US intelligence officials, surprisingly, consider the territory controlled by ISIK in eastern Afghanistan, along the border with Pakistan, of less strategic importance citing that this lawless area was never truly controlled by the occupation forces in the first place. Interestingly, Pentagon officials had been saying as early as 2017, that they could not defeat the IS forces in these remote reaches of Afghanistan. And effective since the first half of 2019, the US has officially changed its strategy to “containment” for IS controlled areas; whereas elsewhere in Afghanistan the US strategy is “counterinsurgency”.

As reported, the intelligence assessment about the size and effectiveness of ISIK has been ostensibly divergent between the Pentagon and National Security Agency (NSA)/CIA, in part because the spy agencies’ assessments are technology-reliant (drones, electronic eavesdropping on communication, signal interception, etc.), which is less accurate than HUMINT (human intelligence) and hence prone to misinterpretation. Military, on the other hand, has the advantage of contact intelligence — the more accurate HUMINT. The US military considers IS adept at swelling its numbers when needed, therefore making it a potent threat. Such upgradation of the IS threat by the American military is also considered hedging against repeating an intelligence failure in 2015, when a good-sized Al Qaeda training camp was unexpectedly discovered in rural Kandahar.

Critiques also consider the almost overnight appearance of ISIK in the Afghan scene and US reluctance to face up to this threat squarely, as a covert effort to weaken the Taliban. The Taliban, enfeebled after fighting ISIK are considered more agreeable to negotiate. If we connect the dots — divergence on assessment between the NSA/CIA and the US military; intelligence failure and inaction; change of strategy to “containment” in IS controlled eastern Afghanistan and downgrading the area’s geo-strategic importance — a different picture begins to emerge. The widely believed theory is that ISIK is a US/CIA creation, formed by the US deep state and Afghan Government, as a second line of defence (first being the Orbaki militias) against a resurgent Taliban, in order to ensure residual US leverage, with or without a peace deal. Daesh was also created, presumably, to keep the Chinese economic ambitions in Afghanistan under check, besides over-watching Pakistani nuclear capability; hence it being planted next to Pakistan. That the US deep state is not interested in Afghan peace and a complete withdrawal of US forces and seeks from the Taliban, a permanent or scheduled presence of the US military and intelligence assets, in return for funding, subsequently required for Afghanistan’s reconstruction and development.
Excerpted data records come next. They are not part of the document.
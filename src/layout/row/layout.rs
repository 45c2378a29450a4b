//! Finalization: turning accepted items into box geometry.

use justified_layout_config::WidowLayoutStyle;
use tracing::trace;

use super::Row;

impl Row {
    /// Sets the row height and computes the geometry of every item from it.
    ///
    /// The height is clamped to the edge-case bounds. A clamped row still spans the same width
    /// as the unclamped one would, so its items no longer match their aspect ratios and have to
    /// be cropped or padded by the renderer.
    pub fn complete_layout(&mut self, new_height: f64, widow_layout_style: WidowLayoutStyle) {
        let clamped_height = f64::max(
            self.edge_case_min_row_height,
            f64::min(new_height, self.edge_case_max_row_height),
        );

        let clamped_to_native_ratio = if clamped_height != new_height {
            trace!("clamped row height {new_height} to {clamped_height}");
            new_height / clamped_height
        } else {
            1.
        };
        self.height = clamped_height;

        let mut item_width_sum = self.left;
        for item in &mut self.items {
            item.top = self.top;
            item.width = item.aspect_ratio * self.height * clamped_to_native_ratio;
            item.height = self.height;
            item.left = item_width_sum;

            item_width_sum += item.width + self.spacing;
        }

        if self.items.is_empty() {
            return;
        }

        match widow_layout_style {
            WidowLayoutStyle::Justify => {
                // Natural width of the run of boxes, spacing between them included.
                let run_width = item_width_sum - self.left - self.spacing;

                // Spread the difference across the items, rounding the cumulative error so
                // that the row ends exactly at its right edge.
                let error_width_per_item = (run_width - self.width) / self.items.len() as f64;

                if let [item] = &mut self.items[..] {
                    item.width -= round_half_up(error_width_per_item);
                } else {
                    let mut previous_error = 0.;
                    for (i, item) in self.items.iter_mut().enumerate() {
                        let cumulative_error = round_half_up((i + 1) as f64 * error_width_per_item);
                        item.left -= previous_error;
                        item.width -= cumulative_error - previous_error;
                        previous_error = cumulative_error;
                    }
                }
            }
            WidowLayoutStyle::Center => {
                // Measured against the running sum, which includes the left padding and a
                // spacing after every item.
                let center_offset = (self.width - item_width_sum) / 2. + self.spacing;
                for item in &mut self.items {
                    item.left += center_offset;
                }
            }
            WidowLayoutStyle::Left => (),
        }
    }

    /// Completes the row with whatever items it has.
    ///
    /// Used for the trailing row once there is no more input. With `fit_to_width` the items are
    /// stretched to span the full row width; otherwise the row is laid out at `row_height` (or
    /// the target row height) using the configured widow layout style.
    pub fn force_complete(&mut self, fit_to_width: bool, row_height: Option<f64>) {
        if fit_to_width && !self.items.is_empty() {
            let width = self.width_without_spacing(self.items.len());
            let height = width / self.aspect_ratio_sum();
            self.complete_layout(height, WidowLayoutStyle::Justify);
            return;
        }

        let height = row_height.unwrap_or(self.target_row_height);
        self.complete_layout(height, self.widow_layout_style);
    }
}

/// Rounds to the nearest integer, with halves going towards positive infinity.
fn round_half_up(x: f64) -> f64 {
    (x + 0.5).floor()
}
Another reasoning lending credence to this theory is the presence of so many pan-Islamic groups: Taliban, Al Qaeda and now ISIK, with a similar ideology and goals on Afghan soil. Traditionally such groups complement one another; the Al Qaeda and Taliban relationship in the past being a case in point. ISIK on the other hand is a challenger and competitor to the Taliban authority. Additionally, the ISIK lacks the organisational and bureaucratic robustness of the IS proper, leaving its claims of affiliation with the parent group questionable. In the murky waters of conflict, many soldiers of fortune try to fish.
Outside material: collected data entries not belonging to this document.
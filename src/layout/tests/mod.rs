use std::num::NonZeroUsize;

use justified_layout_config::{BoxSpacing, ContainerPadding, LayoutConfig, WidowLayoutStyle};
use proptest::prelude::*;

use super::snapshot::LayoutSnapshot;
use super::*;


fn init_logging() {
    let _ = tracing_subscriber::fmt()
        .with_env_filter(tracing_subscriber::EnvFilter::from_default_env())
        .with_test_writer()
        .try_init();
}

/// Container without padding or spacing.
fn bare_config(container_width: f64, target_row_height: f64) -> LayoutConfig {
    LayoutConfig {
        container_width,
        container_padding: ContainerPadding::uniform(0.),
        box_spacing: BoxSpacing::uniform(0.),
        target_row_height,
        ..LayoutConfig::default()
    }
}

fn items(aspect_ratios: &[f64]) -> Vec<ItemInput> {
    aspect_ratios.iter().copied().map(ItemInput::from).collect()
}

#[track_caller]
fn check(aspect_ratios: &[f64], config: &LayoutConfig) -> Layout {
    init_logging();
    compute_layout(&items(aspect_ratios), config).unwrap()
}

/// Runs the layout and renders it as a snapshot table.
#[track_caller]
fn snapshot(aspect_ratios: &[f64], config: &LayoutConfig) -> String {
    LayoutSnapshot::from(&check(aspect_ratios, config)).to_string()
}

#[test]
fn sizes_and_ratios_lay_out_the_same() {
    let config = bare_config(300., 100.);
    let sizes = [
        ItemInput::from((640., 640.)),
        ItemInput::from((1280., 640.)),
        ItemInput::from((480., 480.)),
    ];

    let from_sizes = compute_layout(&sizes, &config).unwrap();
    let from_ratios = check(&[1., 2., 1.], &config);
    assert_eq!(from_sizes, from_ratios);
}

#[test]
fn invalid_aspect_ratio_aborts_the_pass() {
    let config = bare_config(300., 100.);

    let err = compute_layout(&items(&[1., 0., 2.]), &config).unwrap_err();
    assert_eq!(
        err,
        LayoutError::InvalidInput {
            index: 1,
            aspect_ratio: 0.
        }
    );
    assert_eq!(err.to_string(), "item 1 has an invalid aspect ratio: 0");

    let err = compute_layout(&items(&[1., 2., 1., f64::NAN]), &config).unwrap_err();
    assert!(matches!(err, LayoutError::InvalidInput { index: 3, .. }));

    let err = compute_layout(&items(&[-1.5]), &config).unwrap_err();
    assert!(matches!(err, LayoutError::InvalidInput { index: 0, .. }));

    let err = compute_layout(&items(&[1., f64::INFINITY]), &config).unwrap_err();
    assert!(matches!(err, LayoutError::InvalidInput { index: 1, .. }));
}

#[test]
fn invalid_size_aborts_the_pass() {
    let config = bare_config(300., 100.);
    let items = [ItemInput::from((4., 3.)), ItemInput::from((4., 0.))];

    let err = compute_layout(&items, &config).unwrap_err();
    assert!(matches!(err, LayoutError::InvalidInput { index: 1, .. }));
}

#[test]
fn invalid_items_are_checked_past_the_row_limit() {
    let config = LayoutConfig {
        max_num_rows: Some(1),
        ..bare_config(300., 100.)
    };

    let err = compute_layout(&items(&[1., 2., 1., 1., f64::NAN]), &config).unwrap_err();
    assert!(matches!(err, LayoutError::InvalidInput { index: 4, .. }));
}

#[test]
fn forced_aspect_ratio_overrides_items() {
    let config = LayoutConfig {
        force_aspect_ratio: Some(1.5),
        ..bare_config(300., 100.)
    };

    // The forced ratio replaces even unusable ones.
    let layout = check(&[1., 2., f64::NAN, 4.], &config);
    assert_eq!(layout.boxes.len(), 4);
    for item in &layout.boxes {
        assert_eq!(item.aspect_ratio, 1.5);
        assert!(item.forced_aspect_ratio);
    }

    let config = LayoutConfig {
        force_aspect_ratio: Some(0.),
        ..bare_config(300., 100.)
    };
    let err = compute_layout(&items(&[1.]), &config).unwrap_err();
    assert!(matches!(err, LayoutError::InvalidInput { index: 0, .. }));
}

#[test]
fn items_are_not_forced_by_default() {
    let layout = check(&[1., 2., 1.], &bare_config(300., 100.));
    assert!(layout.boxes.iter().all(|item| !item.forced_aspect_ratio));
}

#[test]
fn empty_input() {
    let layout = check(&[], &LayoutConfig::default());
    assert_eq!(layout.container_height, 20.);
    assert_eq!(layout.widow_count, 0);
    assert!(layout.boxes.is_empty());
    assert!(layout.rows.is_empty());
}

#[test]
fn hidden_widows_are_dropped() {
    let config = LayoutConfig {
        show_widows: false,
        ..bare_config(300., 100.)
    };

    let layout = check(&[1., 2., 1.], &config);
    assert_eq!(layout.boxes.len(), 2);
    assert_eq!(layout.widow_count, 0);
    assert_eq!(layout.container_height, 100.);
}

#[test]
fn only_widows_and_hidden() {
    let config = LayoutConfig {
        show_widows: false,
        ..LayoutConfig::default()
    };

    let layout = check(&[1.], &config);
    assert!(layout.boxes.is_empty());
    assert_eq!(layout.container_height, 20.);
}

#[test]
fn single_widow_uses_target_height() {
    let layout = check(&[1.], &bare_config(300., 100.));
    assert_eq!(layout.widow_count, 1);
    assert_eq!(layout.rows[0].height, 100.);
    assert_eq!(layout.boxes[0].width, 100.);
}

#[test]
fn layout_serializes_in_camel_case() {
    let layout = check(&[1., 2.], &bare_config(300., 100.));
    let json = serde_json::to_value(&layout).unwrap();

    assert_eq!(json["containerHeight"], 100.);
    assert_eq!(json["widowCount"], 0);
    assert_eq!(json["boxes"][1]["aspectRatio"], 2.);
    assert_eq!(json["boxes"][1]["left"], 100.);
    assert_eq!(json["rows"][0]["itemCount"], 2);
}

#[test]
fn layout_can_be_shared_between_threads() {
    fn assert_send_sync<T: Send + Sync>() {}
    assert_send_sync::<Layout>();
    assert_send_sync::<LayoutConfig>();
    assert_send_sync::<LayoutError>();
}

fn arb_widow_layout_style() -> impl Strategy<Value = WidowLayoutStyle> {
    prop_oneof![
        Just(WidowLayoutStyle::Left),
        Just(WidowLayoutStyle::Justify),
        Just(WidowLayoutStyle::Center),
    ]
}

prop_compose! {
    fn arb_config()(
        container_width in 200f64..2000.,
        target_row_height in 50f64..400.,
        tolerance in 0.05f64..0.5,
        spacing in 0f64..20.,
        padding in 0f64..20.,
        widow_layout_style in arb_widow_layout_style(),
    ) -> LayoutConfig {
        LayoutConfig {
            container_width,
            container_padding: ContainerPadding::uniform(padding),
            box_spacing: BoxSpacing::uniform(spacing),
            target_row_height,
            target_row_height_tolerance: tolerance,
            widow_layout_style,
            ..LayoutConfig::default()
        }
    }
}

fn arb_items(aspect_ratio: std::ops::Range<f64>) -> impl Strategy<Value = Vec<ItemInput>> {
    prop::collection::vec(aspect_ratio.prop_map(ItemInput::AspectRatio), 0..60)
}

proptest! {
    #[test]
    fn every_item_is_laid_out_in_order(
        items in arb_items(0.2..5.),
        config in arb_config(),
    ) {
        let layout = compute_layout(&items, &config).unwrap();

        prop_assert_eq!(layout.boxes.len(), items.len());
        prop_assert_eq!(
            layout.rows.iter().map(|row| row.item_count).sum::<usize>(),
            items.len()
        );
        for (item, laid_out) in items.iter().zip(&layout.boxes) {
            prop_assert_eq!(item.aspect_ratio(), laid_out.aspect_ratio);
        }
    }

    #[test]
    fn row_limit_never_adds_boxes(
        items in arb_items(0.2..5.),
        config in arb_config(),
        max_num_rows in 1usize..5,
        show_widows in any::<bool>(),
    ) {
        let config = LayoutConfig {
            max_num_rows: Some(max_num_rows),
            show_widows,
            ..config
        };
        let layout = compute_layout(&items, &config).unwrap();

        prop_assert!(layout.boxes.len() <= items.len());
        prop_assert!(layout.rows.len() <= max_num_rows);
    }

    #[test]
    fn row_heights_stay_within_bounds(
        items in arb_items(0.2..5.),
        config in arb_config(),
    ) {
        let layout = compute_layout(&items, &config).unwrap();

        for row in &layout.rows {
            prop_assert!(row.height >= config.min_row_height());
            prop_assert!(row.height <= config.max_row_height());
        }
    }

    #[test]
    fn justified_rows_span_the_available_width(
        items in arb_items(0.2..5.),
        config in arb_config(),
    ) {
        let layout = compute_layout(&items, &config).unwrap();
        let available_width = config.available_width();
        let spacing = config.box_spacing.horizontal;

        let row_count = layout.rows.len();
        for (idx, (row, boxes)) in layout.rows_with_boxes().enumerate() {
            let is_widow_row = idx + 1 == row_count && layout.widow_count > 0;
            if is_widow_row && config.widow_layout_style != WidowLayoutStyle::Justify {
                continue;
            }

            let total = boxes.iter().map(|item| item.width).sum::<f64>()
                + (row.item_count - 1) as f64 * spacing;
            prop_assert!(
                (total - available_width).abs() <= 1.,
                "row {} spans {} instead of {}",
                idx,
                total,
                available_width
            );

            let first = &boxes[0];
            prop_assert!((first.left - config.container_padding.left).abs() <= 1e-6);
        }
    }

    #[test]
    fn rows_stack_top_to_bottom(
        items in arb_items(0.2..5.),
        config in arb_config(),
    ) {
        let layout = compute_layout(&items, &config).unwrap();
        let vertical = config.box_spacing.vertical;

        let mut expected_top = config.container_padding.top;
        for row in &layout.rows {
            prop_assert!((row.top - expected_top).abs() <= 1e-6);
            expected_top = row.top + row.height + vertical;
        }

        let expected_height = match layout.rows.last() {
            Some(last) => last.top + last.height + config.container_padding.bottom,
            None => config.container_padding.top + config.container_padding.bottom,
        };
        prop_assert!((layout.container_height - expected_height).abs() <= 1e-6);
    }

    #[test]
    fn layout_is_idempotent(
        items in arb_items(0.2..5.),
        config in arb_config(),
    ) {
        let first = compute_layout(&items, &config).unwrap();
        let second = compute_layout(&items, &config).unwrap();
        prop_assert_eq!(first, second);
    }

    #[test]
    fn breakout_rows_hold_a_single_landscape_item(
        items in arb_items(1.0..3.),
        config in arb_config(),
    ) {
        let config = LayoutConfig {
            full_width_breakout_row_cadence: NonZeroUsize::new(3),
            ..config
        };
        let layout = compute_layout(&items, &config).unwrap();

        for (idx, (row, boxes)) in layout.rows_with_boxes().enumerate() {
            let should_break_out = (idx + 1) % 3 == 0;
            prop_assert_eq!(row.is_breakout_row, should_break_out);
            if should_break_out {
                prop_assert_eq!(boxes.len(), 1);
                prop_assert!(boxes[0].aspect_ratio >= 1.);
            }
        }
    }
}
Afghanistan, unfortunately, has been a testing lab for all sorts of ideas and theories, weapons and equipment, and experiments in nation building and state development. The cited suspicions about the origins, aims and objectives of the ISIK leave many unanswered questions. Will Afghanistan, like so many transient influences in its difficult history, be able to sidestep the ISIK challenge? If Taliban optimism is any guide, it would be a short work for them and a big disappointment for its masters and handlers. Because in this conflict, even the safety of NATO/US intra-base logistics lines is dependent on handsome cash pay-outs to the Taliban as a “routine practice”.

Published in The Express Tribune, October 22nd, 2019.